=== What the task requires ===
Among the records that follow, set down only the lines from the one containing "shows every booking." to the one containing "booking is rejected", both included, exactly.

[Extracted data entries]
+++

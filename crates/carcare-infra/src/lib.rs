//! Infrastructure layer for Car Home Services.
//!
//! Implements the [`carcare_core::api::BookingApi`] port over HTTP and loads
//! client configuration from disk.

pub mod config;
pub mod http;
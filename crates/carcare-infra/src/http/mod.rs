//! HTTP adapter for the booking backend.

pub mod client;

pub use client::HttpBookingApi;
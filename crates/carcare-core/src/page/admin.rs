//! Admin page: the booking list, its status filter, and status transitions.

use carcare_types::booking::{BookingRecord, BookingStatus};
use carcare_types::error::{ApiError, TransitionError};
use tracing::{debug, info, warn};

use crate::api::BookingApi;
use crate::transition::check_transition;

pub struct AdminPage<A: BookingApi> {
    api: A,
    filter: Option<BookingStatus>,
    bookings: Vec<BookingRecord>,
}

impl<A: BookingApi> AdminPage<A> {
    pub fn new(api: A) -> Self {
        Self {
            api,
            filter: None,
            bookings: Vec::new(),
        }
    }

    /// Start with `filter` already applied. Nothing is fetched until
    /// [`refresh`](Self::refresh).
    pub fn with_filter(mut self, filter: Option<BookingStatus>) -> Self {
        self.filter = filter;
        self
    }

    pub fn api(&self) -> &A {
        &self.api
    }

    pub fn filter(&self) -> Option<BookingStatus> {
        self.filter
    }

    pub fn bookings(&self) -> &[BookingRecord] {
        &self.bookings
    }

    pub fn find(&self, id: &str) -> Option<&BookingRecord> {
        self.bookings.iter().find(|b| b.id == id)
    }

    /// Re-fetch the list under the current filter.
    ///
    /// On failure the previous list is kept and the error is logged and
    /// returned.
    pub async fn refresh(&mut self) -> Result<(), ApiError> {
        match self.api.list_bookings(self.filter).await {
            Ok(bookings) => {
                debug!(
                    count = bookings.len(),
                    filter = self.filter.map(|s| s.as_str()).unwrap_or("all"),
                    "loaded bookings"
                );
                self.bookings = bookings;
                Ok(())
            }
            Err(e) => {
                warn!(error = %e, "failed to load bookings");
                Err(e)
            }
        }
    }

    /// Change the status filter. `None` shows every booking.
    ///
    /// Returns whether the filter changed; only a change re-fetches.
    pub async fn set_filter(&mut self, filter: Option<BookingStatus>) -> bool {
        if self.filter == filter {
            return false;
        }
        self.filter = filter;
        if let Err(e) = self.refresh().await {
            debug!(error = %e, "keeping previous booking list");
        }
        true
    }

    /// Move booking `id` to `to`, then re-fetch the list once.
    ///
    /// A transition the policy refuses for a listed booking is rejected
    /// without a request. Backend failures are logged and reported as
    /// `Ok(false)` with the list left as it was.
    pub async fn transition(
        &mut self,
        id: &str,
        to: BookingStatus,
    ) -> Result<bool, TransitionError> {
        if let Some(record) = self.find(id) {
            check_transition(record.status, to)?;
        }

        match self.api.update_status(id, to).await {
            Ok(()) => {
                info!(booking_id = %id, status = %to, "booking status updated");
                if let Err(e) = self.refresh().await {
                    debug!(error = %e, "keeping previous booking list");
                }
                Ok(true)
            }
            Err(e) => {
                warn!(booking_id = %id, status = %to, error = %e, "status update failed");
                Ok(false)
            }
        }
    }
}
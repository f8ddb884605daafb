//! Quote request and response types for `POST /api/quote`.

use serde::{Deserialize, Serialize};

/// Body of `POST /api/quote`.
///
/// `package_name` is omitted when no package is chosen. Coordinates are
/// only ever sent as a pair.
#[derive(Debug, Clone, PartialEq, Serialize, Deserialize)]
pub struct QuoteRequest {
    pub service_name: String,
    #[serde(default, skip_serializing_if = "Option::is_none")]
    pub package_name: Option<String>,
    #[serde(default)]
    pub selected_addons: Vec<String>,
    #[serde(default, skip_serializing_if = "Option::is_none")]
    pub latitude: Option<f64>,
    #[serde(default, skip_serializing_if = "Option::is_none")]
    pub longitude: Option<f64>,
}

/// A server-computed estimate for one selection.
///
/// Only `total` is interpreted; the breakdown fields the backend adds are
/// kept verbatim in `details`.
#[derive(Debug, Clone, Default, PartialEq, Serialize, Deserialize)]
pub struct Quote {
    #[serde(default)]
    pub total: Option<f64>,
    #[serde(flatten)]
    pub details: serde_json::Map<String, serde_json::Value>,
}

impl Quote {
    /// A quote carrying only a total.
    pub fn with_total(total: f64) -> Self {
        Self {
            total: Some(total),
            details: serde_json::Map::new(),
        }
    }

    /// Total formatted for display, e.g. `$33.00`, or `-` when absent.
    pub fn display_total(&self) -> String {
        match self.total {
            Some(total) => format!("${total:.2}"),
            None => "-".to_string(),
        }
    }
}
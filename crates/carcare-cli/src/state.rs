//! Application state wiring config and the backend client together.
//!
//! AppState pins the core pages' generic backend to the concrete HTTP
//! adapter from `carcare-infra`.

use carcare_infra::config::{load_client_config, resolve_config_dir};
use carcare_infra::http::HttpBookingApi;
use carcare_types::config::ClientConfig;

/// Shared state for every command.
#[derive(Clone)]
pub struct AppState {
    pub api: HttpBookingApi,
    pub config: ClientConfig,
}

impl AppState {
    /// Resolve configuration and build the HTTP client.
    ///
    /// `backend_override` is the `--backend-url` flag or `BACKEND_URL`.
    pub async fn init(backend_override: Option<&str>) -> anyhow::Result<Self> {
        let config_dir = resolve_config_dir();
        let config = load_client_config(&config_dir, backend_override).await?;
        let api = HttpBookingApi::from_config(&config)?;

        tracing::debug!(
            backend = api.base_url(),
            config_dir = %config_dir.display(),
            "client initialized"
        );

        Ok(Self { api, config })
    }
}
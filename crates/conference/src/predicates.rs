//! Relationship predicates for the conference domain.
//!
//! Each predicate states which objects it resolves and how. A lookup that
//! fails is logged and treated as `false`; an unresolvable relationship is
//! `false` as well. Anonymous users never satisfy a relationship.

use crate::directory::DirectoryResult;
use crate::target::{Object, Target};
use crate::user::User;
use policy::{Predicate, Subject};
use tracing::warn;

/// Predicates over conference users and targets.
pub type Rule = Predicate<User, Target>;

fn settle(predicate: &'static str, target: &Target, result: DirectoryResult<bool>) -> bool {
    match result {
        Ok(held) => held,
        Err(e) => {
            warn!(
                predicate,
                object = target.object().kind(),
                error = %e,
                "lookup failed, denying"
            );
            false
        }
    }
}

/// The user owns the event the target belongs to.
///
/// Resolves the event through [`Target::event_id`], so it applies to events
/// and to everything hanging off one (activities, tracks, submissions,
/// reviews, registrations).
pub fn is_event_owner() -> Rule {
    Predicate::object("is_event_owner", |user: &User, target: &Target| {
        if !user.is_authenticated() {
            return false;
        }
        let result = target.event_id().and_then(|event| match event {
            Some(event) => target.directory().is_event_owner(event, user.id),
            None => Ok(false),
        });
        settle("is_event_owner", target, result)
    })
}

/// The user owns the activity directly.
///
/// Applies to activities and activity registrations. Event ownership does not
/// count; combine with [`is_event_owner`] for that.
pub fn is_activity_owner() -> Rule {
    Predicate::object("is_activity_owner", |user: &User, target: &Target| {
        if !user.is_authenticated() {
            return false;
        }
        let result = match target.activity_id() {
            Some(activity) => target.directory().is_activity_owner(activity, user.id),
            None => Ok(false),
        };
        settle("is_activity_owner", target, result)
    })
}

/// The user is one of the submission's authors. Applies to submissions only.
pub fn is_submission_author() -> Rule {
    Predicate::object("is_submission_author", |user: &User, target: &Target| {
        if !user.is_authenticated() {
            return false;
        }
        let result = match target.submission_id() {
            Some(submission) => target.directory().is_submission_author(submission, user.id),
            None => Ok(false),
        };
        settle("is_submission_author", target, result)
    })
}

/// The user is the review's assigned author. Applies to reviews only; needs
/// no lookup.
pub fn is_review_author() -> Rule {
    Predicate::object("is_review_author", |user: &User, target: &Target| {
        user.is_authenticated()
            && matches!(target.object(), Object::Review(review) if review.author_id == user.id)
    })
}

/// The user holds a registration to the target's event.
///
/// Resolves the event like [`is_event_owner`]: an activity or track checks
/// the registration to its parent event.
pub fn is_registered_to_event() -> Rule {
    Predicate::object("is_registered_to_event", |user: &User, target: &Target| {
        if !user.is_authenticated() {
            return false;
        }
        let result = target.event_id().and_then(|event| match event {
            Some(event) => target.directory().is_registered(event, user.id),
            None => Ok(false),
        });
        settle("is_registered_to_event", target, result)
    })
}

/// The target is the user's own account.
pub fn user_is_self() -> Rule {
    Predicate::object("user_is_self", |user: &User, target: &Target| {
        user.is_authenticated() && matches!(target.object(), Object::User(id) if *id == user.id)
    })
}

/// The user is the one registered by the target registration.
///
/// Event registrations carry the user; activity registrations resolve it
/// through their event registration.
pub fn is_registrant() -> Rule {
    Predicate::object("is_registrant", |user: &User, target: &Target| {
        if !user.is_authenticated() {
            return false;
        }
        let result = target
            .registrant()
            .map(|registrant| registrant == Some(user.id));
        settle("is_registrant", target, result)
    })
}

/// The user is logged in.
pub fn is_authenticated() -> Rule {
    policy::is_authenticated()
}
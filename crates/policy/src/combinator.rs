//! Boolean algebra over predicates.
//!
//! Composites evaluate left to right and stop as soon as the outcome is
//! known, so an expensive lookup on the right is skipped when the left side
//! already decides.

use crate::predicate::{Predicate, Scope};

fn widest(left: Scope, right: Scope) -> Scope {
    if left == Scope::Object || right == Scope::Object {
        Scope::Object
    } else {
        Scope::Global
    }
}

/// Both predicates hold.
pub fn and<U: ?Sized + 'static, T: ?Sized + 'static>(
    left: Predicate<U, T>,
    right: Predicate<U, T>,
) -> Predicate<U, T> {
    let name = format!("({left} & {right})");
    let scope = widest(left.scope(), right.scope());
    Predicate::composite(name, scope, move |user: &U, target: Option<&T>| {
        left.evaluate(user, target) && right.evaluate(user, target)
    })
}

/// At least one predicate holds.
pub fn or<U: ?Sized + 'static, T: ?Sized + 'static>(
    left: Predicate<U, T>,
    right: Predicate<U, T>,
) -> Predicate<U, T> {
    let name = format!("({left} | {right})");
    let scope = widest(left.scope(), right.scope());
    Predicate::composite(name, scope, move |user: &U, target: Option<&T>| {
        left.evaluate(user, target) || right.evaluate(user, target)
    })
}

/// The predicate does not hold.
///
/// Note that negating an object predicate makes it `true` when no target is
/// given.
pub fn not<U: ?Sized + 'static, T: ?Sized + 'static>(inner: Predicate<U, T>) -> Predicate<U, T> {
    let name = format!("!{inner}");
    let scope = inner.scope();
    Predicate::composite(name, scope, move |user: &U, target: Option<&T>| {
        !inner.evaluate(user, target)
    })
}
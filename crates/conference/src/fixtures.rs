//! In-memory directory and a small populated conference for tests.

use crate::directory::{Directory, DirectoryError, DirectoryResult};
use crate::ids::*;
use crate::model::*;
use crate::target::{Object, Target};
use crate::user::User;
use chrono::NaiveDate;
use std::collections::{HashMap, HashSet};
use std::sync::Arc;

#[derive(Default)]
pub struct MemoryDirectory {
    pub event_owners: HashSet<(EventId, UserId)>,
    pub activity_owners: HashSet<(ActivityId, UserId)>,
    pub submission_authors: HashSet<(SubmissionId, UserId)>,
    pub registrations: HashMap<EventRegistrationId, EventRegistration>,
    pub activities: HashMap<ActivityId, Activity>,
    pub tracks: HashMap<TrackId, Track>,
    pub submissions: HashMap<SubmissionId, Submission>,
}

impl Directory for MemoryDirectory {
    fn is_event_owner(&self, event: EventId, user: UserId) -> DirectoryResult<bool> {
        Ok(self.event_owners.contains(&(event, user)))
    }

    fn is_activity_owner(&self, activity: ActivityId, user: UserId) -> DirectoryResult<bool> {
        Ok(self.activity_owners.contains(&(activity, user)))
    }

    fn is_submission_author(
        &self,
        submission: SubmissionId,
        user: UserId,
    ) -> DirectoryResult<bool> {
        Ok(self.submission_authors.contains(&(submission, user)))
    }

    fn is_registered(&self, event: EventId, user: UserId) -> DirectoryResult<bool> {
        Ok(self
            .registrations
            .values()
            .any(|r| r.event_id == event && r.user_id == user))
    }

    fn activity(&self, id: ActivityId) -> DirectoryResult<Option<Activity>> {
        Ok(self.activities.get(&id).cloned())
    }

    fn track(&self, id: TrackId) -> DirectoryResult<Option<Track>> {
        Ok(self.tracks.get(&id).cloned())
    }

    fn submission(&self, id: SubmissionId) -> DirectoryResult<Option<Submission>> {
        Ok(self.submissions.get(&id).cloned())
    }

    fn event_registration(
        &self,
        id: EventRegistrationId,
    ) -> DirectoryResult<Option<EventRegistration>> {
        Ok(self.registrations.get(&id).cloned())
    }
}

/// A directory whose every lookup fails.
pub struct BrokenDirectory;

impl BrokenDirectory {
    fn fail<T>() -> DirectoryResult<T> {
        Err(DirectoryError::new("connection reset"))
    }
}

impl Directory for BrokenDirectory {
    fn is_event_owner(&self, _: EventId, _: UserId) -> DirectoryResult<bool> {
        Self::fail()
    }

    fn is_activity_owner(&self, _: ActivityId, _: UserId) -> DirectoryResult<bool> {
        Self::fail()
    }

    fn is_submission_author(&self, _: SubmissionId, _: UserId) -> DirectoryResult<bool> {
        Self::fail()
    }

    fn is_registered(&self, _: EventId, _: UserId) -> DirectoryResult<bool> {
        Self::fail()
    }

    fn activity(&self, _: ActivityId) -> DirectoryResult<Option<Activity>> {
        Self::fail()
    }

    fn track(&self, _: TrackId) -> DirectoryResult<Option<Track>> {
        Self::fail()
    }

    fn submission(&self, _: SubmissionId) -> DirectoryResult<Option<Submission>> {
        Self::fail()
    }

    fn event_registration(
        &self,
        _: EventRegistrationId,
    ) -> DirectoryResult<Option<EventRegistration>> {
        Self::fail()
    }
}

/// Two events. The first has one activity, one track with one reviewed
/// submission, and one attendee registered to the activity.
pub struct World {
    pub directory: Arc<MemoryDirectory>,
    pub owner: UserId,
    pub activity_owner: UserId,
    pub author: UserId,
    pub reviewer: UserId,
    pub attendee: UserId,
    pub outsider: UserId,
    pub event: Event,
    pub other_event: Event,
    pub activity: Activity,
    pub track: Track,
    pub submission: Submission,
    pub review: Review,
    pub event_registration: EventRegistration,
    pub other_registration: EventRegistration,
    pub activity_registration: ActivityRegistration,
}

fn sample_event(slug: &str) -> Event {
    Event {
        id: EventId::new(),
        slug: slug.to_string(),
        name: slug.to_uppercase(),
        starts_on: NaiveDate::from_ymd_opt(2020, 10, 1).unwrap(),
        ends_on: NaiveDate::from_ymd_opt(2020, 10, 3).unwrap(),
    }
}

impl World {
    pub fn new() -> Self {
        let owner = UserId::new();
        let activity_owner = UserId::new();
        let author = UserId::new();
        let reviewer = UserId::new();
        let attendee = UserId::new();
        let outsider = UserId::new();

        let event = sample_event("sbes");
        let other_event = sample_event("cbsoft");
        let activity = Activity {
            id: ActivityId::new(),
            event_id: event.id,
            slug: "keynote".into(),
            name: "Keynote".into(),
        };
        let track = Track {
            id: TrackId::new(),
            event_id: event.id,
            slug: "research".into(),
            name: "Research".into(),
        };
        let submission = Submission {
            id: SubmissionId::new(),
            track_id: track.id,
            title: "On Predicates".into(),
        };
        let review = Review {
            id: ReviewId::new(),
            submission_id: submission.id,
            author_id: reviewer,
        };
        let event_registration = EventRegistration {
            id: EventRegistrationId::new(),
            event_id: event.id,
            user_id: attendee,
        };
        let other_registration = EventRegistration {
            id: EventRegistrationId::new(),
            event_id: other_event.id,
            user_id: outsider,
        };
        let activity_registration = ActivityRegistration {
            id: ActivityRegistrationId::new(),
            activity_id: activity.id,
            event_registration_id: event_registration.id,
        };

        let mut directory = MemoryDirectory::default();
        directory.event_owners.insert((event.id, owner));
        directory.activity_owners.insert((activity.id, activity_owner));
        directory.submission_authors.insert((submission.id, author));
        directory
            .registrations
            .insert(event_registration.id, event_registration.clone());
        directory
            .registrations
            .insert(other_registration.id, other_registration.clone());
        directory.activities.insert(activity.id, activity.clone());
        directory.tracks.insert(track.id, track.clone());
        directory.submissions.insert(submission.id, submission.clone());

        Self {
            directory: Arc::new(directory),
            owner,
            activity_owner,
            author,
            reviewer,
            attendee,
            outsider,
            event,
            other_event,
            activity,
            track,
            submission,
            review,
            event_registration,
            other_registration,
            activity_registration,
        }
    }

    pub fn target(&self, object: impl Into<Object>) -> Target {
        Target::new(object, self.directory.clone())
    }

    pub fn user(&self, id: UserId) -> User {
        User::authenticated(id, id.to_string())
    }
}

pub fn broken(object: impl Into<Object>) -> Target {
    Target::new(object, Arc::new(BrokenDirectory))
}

+++

=== Exercise solution ===
    /// Change the status filter. `None` shows every booking.
    ///
    /// Returns whether the filter changed; only a change re-fetches.
    pub async fn set_filter(&mut self, filter: Option<BookingStatus>) -> bool {
        if self.filter == filter {
            return false;
        }
        self.filter = filter;
        if let Err(e) = self.refresh().await {
            debug!(error = %e, "keeping previous booking list");
        }
        true
    }

    /// Move booking `id` to `to`, then re-fetch the list once.
    ///
    /// A transition the policy refuses for a listed booking is rejected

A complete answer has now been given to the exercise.